#### Data to use:
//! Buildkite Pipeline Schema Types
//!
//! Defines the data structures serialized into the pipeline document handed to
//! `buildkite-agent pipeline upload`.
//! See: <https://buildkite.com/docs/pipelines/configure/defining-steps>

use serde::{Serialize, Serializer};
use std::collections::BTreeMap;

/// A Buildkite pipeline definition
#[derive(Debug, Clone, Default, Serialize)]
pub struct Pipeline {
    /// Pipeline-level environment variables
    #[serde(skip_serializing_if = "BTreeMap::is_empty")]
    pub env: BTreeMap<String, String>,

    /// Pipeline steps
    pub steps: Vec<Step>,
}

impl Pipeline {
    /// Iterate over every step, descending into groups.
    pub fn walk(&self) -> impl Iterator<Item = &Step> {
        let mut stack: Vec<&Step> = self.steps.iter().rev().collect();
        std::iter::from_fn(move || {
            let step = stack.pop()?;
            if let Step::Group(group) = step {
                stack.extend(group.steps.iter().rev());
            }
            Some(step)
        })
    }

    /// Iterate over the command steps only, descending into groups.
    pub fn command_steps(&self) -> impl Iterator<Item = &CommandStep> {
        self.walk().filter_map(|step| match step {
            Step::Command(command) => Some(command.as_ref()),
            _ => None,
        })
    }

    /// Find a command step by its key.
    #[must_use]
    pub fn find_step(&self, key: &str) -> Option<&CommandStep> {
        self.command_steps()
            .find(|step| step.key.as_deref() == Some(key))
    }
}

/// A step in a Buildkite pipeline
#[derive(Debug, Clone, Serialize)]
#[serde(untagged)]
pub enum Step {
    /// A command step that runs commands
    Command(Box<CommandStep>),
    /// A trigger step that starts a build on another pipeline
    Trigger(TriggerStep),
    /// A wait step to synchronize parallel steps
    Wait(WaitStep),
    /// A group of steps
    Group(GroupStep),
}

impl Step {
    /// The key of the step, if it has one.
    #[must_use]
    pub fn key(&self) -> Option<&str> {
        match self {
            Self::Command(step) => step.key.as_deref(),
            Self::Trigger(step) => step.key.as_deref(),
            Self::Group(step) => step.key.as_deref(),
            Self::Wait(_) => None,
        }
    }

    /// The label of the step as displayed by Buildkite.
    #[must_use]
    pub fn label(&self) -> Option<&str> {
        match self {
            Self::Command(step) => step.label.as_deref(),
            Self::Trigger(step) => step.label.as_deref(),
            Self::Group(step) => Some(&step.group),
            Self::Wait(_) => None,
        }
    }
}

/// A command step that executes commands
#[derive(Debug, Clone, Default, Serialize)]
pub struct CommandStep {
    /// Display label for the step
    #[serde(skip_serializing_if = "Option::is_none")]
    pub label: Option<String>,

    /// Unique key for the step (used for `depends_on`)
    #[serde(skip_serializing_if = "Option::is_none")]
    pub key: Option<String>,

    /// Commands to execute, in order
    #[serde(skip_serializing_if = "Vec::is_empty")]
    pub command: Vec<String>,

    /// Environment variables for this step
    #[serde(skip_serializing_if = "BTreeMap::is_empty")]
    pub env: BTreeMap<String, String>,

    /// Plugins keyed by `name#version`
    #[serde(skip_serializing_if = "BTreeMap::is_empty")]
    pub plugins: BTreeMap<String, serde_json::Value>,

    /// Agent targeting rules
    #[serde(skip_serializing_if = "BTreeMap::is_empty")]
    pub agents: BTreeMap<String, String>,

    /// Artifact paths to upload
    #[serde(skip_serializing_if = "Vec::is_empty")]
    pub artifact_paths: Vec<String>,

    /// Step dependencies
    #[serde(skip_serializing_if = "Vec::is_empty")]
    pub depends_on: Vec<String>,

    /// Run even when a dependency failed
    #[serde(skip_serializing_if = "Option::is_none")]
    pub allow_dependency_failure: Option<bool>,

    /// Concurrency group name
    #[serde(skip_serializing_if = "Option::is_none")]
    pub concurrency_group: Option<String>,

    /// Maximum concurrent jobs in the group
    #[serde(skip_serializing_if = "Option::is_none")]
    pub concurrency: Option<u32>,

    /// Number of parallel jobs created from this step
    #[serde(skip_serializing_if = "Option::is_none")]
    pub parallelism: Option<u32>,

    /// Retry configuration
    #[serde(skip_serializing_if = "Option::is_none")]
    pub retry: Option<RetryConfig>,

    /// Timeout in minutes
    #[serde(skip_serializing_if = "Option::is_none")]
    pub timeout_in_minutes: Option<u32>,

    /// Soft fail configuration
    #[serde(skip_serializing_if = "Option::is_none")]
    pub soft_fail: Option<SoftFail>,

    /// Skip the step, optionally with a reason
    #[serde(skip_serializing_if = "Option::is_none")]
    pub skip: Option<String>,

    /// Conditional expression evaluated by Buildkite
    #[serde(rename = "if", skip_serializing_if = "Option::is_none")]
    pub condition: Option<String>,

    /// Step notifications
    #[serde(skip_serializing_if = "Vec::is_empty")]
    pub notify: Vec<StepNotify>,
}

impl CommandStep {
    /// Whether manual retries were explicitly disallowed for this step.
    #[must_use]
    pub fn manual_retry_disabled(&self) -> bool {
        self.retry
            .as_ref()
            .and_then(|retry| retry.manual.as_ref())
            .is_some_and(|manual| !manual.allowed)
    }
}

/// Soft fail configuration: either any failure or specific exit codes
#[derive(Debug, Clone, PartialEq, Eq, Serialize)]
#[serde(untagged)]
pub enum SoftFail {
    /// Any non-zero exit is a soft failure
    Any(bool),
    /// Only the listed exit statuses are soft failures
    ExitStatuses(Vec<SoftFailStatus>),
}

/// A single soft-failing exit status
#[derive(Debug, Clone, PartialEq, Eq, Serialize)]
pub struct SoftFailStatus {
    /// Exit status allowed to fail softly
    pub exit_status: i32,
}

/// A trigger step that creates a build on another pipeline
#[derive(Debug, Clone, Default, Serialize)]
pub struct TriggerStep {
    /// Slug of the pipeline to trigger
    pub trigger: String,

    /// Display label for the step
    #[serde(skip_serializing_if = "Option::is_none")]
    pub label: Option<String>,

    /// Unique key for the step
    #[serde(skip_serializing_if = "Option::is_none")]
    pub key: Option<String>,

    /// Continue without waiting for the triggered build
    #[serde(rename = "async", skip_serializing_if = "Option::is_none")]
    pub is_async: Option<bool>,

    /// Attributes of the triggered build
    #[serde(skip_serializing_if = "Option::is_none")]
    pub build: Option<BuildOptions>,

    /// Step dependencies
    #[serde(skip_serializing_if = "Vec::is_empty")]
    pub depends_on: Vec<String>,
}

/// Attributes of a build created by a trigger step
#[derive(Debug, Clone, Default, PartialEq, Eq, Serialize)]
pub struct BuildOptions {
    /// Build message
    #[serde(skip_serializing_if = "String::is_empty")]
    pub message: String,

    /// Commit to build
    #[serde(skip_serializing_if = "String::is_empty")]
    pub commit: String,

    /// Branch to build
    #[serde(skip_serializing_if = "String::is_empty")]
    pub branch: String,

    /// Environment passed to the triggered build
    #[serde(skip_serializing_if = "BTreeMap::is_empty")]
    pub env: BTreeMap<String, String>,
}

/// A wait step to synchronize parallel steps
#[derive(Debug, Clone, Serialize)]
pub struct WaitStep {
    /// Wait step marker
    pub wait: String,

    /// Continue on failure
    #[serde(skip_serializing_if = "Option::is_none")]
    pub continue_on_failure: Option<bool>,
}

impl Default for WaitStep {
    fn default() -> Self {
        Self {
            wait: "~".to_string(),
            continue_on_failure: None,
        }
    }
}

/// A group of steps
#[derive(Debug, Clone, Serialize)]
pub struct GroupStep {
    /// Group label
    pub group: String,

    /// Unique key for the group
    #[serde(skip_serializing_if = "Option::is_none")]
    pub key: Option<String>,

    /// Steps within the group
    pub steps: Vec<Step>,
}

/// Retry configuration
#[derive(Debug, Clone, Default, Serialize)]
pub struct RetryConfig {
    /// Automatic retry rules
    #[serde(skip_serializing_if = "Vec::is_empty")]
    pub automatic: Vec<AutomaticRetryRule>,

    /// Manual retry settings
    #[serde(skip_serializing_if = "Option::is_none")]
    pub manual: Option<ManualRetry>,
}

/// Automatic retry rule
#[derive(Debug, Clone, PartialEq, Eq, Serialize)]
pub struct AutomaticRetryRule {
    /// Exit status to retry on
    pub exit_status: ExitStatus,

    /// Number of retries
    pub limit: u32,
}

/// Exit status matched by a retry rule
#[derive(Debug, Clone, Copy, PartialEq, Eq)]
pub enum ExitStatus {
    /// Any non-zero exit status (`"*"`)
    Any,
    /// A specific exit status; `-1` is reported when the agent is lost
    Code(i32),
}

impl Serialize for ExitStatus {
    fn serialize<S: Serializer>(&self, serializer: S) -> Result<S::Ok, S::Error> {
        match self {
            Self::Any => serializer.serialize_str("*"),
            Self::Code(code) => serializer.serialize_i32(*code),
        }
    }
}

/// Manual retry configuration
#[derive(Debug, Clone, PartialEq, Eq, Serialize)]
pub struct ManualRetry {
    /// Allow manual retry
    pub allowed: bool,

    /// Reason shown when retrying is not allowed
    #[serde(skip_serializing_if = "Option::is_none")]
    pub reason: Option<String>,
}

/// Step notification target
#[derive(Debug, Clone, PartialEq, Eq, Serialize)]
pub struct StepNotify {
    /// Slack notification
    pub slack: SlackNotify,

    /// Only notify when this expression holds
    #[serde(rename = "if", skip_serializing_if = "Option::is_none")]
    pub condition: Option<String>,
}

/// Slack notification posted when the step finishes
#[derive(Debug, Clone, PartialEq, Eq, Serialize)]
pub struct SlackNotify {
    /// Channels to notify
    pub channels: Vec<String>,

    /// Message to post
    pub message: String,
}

#### Exercise instructions:
Output each line of the listing in which the string "impl" is found.

#### Result of this task:
impl Pipeline {
    pub fn walk(&self) -> impl Iterator<Item = &Step> {
    pub fn command_steps(&self) -> impl Iterator<Item = &CommandStep> {
impl Step {
impl CommandStep {
impl Default for WaitStep {
impl Serialize for ExitStatus {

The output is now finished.